(EXERCISE OBJECTIVE):
Look below for the line that contains "self.shown && self.visible", then copy it and each following line exactly, through and including the line that contains "self.visible = !self.visible;".

(AVAILABLE RECORDS):
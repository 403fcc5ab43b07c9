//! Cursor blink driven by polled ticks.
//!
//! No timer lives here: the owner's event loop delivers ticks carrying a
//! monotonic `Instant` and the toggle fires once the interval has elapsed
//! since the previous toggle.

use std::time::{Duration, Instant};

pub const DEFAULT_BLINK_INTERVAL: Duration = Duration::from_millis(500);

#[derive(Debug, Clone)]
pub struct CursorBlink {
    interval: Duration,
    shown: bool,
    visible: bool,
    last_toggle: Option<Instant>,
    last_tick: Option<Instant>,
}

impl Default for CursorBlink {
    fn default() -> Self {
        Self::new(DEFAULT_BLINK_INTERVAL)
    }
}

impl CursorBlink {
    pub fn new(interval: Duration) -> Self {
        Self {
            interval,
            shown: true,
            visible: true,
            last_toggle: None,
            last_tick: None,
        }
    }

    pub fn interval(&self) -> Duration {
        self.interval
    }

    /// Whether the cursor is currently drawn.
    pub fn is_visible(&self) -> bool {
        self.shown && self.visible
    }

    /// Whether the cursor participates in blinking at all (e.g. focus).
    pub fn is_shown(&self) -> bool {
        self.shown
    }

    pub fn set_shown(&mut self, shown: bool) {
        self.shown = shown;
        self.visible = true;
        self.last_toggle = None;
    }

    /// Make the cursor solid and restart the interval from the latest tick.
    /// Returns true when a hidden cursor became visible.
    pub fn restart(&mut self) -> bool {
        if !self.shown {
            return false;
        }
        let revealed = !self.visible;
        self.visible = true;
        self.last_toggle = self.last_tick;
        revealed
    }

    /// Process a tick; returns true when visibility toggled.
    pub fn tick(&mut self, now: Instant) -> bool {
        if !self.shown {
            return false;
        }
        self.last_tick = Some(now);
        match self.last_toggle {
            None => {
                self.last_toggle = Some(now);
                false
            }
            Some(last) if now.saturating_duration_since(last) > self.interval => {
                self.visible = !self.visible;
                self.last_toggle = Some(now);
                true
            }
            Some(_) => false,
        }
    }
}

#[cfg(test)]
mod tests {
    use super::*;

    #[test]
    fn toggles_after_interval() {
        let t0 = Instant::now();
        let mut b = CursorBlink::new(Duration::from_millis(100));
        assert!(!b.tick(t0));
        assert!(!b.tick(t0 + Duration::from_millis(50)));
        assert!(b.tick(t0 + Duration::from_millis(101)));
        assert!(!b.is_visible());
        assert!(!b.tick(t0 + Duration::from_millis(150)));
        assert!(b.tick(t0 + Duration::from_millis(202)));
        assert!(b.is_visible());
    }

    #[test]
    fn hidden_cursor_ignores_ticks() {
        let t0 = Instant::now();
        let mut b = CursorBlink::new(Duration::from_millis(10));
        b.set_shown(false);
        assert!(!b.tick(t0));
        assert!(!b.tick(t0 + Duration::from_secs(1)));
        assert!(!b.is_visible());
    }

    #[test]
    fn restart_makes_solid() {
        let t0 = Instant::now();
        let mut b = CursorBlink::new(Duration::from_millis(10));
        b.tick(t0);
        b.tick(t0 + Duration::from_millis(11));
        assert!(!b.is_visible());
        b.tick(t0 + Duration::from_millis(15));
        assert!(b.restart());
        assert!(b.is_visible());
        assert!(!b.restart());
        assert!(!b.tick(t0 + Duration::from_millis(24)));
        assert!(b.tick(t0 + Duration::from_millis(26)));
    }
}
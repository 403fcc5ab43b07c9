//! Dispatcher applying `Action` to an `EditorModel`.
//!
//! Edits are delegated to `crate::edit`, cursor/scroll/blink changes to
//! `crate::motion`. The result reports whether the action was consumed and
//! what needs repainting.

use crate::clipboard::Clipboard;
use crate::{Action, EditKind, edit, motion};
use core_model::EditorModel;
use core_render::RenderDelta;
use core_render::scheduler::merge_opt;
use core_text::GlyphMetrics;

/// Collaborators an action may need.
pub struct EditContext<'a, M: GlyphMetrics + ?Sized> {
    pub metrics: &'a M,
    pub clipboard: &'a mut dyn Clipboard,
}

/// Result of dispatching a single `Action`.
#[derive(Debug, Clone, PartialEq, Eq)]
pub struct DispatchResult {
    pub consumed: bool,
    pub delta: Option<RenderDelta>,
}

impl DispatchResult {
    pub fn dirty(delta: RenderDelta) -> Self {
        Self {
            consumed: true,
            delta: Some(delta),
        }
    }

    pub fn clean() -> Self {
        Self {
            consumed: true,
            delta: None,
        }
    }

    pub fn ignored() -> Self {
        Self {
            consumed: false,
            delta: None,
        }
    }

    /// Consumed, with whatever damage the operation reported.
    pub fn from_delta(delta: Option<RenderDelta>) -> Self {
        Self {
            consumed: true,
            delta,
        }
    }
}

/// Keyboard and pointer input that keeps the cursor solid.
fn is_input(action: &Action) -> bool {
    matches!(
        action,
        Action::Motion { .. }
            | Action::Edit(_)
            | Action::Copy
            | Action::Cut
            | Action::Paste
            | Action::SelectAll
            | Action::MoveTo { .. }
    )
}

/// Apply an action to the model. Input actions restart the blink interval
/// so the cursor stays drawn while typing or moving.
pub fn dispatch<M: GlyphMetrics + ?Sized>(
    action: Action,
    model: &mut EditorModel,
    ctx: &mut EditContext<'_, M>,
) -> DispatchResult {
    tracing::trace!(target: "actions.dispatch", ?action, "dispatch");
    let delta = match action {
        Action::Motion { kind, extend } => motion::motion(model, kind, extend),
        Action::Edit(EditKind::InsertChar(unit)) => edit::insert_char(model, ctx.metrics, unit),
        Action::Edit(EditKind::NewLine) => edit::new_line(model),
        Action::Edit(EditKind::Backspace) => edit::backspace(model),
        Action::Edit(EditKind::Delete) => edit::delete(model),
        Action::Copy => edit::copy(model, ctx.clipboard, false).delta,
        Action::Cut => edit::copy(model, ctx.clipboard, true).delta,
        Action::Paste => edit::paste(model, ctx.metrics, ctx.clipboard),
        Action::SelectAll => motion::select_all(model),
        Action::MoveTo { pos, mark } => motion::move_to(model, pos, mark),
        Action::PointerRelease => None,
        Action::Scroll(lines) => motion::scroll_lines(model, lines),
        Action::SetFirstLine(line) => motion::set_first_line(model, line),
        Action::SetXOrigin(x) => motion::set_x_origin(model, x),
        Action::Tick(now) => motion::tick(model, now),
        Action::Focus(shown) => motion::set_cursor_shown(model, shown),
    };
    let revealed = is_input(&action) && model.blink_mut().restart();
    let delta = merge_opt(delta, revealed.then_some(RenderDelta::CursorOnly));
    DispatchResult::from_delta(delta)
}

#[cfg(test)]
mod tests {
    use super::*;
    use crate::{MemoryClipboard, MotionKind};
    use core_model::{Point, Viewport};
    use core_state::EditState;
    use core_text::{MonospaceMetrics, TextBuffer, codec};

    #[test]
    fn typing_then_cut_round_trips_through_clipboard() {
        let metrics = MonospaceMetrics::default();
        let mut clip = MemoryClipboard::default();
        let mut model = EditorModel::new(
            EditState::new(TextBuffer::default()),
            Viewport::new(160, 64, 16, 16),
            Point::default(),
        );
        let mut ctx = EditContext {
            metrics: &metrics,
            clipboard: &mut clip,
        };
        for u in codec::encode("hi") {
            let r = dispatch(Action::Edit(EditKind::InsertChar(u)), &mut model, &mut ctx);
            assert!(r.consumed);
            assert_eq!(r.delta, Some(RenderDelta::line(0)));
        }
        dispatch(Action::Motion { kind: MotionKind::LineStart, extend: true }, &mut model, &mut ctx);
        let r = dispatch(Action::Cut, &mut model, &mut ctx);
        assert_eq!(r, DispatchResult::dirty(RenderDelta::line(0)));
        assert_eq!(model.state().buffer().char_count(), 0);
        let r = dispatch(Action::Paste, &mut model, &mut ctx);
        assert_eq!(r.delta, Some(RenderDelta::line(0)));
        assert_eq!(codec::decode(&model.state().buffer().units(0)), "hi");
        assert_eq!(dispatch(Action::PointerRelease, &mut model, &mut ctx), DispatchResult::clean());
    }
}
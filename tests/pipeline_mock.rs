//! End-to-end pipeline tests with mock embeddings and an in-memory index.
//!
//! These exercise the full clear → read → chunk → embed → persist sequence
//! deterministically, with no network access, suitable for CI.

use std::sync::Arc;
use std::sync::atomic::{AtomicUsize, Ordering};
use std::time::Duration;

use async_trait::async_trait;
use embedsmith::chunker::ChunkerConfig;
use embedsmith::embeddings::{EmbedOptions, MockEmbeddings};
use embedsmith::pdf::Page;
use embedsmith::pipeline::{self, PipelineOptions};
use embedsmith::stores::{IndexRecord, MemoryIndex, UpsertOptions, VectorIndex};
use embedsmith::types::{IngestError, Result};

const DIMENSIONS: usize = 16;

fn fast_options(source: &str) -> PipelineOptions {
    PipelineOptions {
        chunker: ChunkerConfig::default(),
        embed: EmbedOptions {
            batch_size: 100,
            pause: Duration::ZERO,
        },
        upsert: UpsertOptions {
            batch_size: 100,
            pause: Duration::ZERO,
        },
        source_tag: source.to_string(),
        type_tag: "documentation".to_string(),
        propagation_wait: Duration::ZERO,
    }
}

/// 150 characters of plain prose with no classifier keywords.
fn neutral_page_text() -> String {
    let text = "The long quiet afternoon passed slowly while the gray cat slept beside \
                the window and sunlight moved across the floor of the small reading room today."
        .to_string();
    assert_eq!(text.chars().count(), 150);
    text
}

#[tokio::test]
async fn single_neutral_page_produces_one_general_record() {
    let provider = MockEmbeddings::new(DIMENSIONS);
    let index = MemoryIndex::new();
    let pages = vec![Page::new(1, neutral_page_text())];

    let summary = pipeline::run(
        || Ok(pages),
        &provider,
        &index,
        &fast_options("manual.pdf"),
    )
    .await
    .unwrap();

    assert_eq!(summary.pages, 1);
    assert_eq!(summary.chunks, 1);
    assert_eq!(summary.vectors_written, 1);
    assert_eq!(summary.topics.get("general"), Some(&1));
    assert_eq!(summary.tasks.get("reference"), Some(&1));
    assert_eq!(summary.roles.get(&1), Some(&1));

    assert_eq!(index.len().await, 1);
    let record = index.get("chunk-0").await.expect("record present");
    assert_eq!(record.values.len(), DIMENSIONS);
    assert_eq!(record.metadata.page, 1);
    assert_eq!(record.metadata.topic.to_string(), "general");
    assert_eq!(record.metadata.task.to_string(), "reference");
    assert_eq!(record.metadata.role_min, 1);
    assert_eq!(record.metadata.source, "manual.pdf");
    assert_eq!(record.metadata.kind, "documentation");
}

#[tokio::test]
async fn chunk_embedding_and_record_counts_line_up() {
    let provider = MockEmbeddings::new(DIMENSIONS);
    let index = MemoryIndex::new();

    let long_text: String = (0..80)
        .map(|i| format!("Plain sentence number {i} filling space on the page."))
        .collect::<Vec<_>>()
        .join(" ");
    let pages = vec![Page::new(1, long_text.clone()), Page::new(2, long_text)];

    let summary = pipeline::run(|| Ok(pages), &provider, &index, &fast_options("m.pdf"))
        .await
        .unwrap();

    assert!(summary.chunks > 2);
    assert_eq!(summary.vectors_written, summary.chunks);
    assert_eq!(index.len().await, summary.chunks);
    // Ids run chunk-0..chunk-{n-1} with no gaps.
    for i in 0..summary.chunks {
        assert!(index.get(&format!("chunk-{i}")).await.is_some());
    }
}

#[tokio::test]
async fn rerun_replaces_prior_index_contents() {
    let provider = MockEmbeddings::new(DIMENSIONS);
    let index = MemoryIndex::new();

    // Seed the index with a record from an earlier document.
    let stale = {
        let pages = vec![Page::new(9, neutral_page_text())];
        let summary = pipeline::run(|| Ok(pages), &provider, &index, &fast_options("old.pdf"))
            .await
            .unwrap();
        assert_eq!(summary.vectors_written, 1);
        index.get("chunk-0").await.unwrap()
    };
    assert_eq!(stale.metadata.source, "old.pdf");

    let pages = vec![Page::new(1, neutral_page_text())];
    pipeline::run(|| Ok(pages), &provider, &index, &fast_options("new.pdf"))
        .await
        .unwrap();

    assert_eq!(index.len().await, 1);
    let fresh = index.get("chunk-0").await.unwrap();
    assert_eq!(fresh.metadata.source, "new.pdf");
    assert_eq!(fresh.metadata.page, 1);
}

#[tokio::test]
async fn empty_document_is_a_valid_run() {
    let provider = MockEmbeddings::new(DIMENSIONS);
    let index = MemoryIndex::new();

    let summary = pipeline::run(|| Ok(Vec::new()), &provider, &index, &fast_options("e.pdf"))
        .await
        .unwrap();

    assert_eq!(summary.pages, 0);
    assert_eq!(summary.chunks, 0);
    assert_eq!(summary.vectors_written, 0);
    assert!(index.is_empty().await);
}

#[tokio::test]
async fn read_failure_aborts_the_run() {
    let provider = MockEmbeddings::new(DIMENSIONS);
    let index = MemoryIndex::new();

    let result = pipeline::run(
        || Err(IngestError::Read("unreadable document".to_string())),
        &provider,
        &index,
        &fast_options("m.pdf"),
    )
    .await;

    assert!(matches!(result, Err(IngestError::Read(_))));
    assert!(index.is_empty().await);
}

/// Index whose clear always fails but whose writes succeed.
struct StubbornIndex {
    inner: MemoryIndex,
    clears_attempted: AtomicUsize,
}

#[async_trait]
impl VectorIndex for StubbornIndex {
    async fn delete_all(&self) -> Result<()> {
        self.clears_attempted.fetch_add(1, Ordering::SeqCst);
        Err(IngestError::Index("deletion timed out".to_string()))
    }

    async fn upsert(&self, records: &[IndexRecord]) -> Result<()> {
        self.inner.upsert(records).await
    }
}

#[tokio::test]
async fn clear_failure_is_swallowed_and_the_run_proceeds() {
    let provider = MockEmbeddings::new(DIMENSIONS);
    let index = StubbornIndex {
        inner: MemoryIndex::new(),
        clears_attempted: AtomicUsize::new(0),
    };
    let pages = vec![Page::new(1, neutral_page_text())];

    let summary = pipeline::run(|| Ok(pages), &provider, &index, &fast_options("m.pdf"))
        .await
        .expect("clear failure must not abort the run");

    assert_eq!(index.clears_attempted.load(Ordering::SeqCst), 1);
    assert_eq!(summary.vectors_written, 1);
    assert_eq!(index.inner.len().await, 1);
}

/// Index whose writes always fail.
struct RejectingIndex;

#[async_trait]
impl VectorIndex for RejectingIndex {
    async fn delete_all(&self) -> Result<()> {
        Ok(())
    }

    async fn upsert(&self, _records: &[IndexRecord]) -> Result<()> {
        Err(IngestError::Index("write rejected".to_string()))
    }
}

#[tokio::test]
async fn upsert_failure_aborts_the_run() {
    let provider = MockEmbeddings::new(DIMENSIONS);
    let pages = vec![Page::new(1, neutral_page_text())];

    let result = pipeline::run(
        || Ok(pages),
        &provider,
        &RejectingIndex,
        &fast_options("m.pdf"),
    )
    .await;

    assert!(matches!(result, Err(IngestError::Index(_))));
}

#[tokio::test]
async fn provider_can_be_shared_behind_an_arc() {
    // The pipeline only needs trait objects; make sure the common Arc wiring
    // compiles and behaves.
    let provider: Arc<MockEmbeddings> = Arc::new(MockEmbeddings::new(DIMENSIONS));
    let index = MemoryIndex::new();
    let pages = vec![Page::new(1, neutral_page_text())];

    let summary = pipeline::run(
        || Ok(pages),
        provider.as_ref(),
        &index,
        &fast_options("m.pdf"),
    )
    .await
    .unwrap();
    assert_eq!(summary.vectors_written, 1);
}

(TASK RESPONSE):
        self.shown && self.visible
    }

    /// Whether the cursor participates in blinking at all (e.g. focus).
    pub fn is_shown(&self) -> bool {
        self.shown
    }

    pub fn set_shown(&mut self, shown: bool) {
        self.shown = shown;
        self.visible = true;
        self.last_toggle = None;
    }

    /// Make the cursor solid and restart the interval from the latest tick.
    /// Returns true when a hidden cursor became visible.
    pub fn restart(&mut self) -> bool {
        if !self.shown {
            return false;
        }
        let revealed = !self.visible;
        self.visible = true;
        self.last_toggle = self.last_tick;
        revealed
    }

    /// Process a tick; returns true when visibility toggled.
    pub fn tick(&mut self, now: Instant) -> bool {
        if !self.shown {
            return false;
        }
        self.last_tick = Some(now);
        match self.last_toggle {
            None => {
                self.last_toggle = Some(now);
                false
            }
            Some(last) if now.saturating_duration_since(last) > self.interval => {
                self.visible = !self.visible;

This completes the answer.